Output the records below again, precisely as they are written.

### Provided information
________________________
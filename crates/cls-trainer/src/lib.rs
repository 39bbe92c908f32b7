//! Training orchestrator: runs each training job on its own thread and reports
//! status, progress and results through the shared [`JobRegistry`](cls_jobs::JobRegistry).

mod artifacts;
mod error;
mod orchestrator;
mod progress;

pub use artifacts::{validate_model_name, ArtifactLayout, MAX_MODEL_NAME_CHARS};
pub use error::{TrainingError, TrainingResult};
pub use orchestrator::{OrchestratorConfig, TrainingOrchestrator};
pub use progress::ProgressReporter;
________________________
### Your response
filename crates/cls-trainer/src/lib.rs
repository 39bbe92c908f32b7
//! Training orchestrator: runs each training job on its own thread and reports
//! status, progress and results through the shared [`JobRegistry`](cls_jobs::JobRegistry).

mod artifacts;
mod error;
mod orchestrator;
mod progress;

pub use artifacts::{validate_model_name, ArtifactLayout, MAX_MODEL_NAME_CHARS};
pub use error::{TrainingError, TrainingResult};
pub use orchestrator::{OrchestratorConfig, TrainingOrchestrator};
pub use progress::ProgressReporter;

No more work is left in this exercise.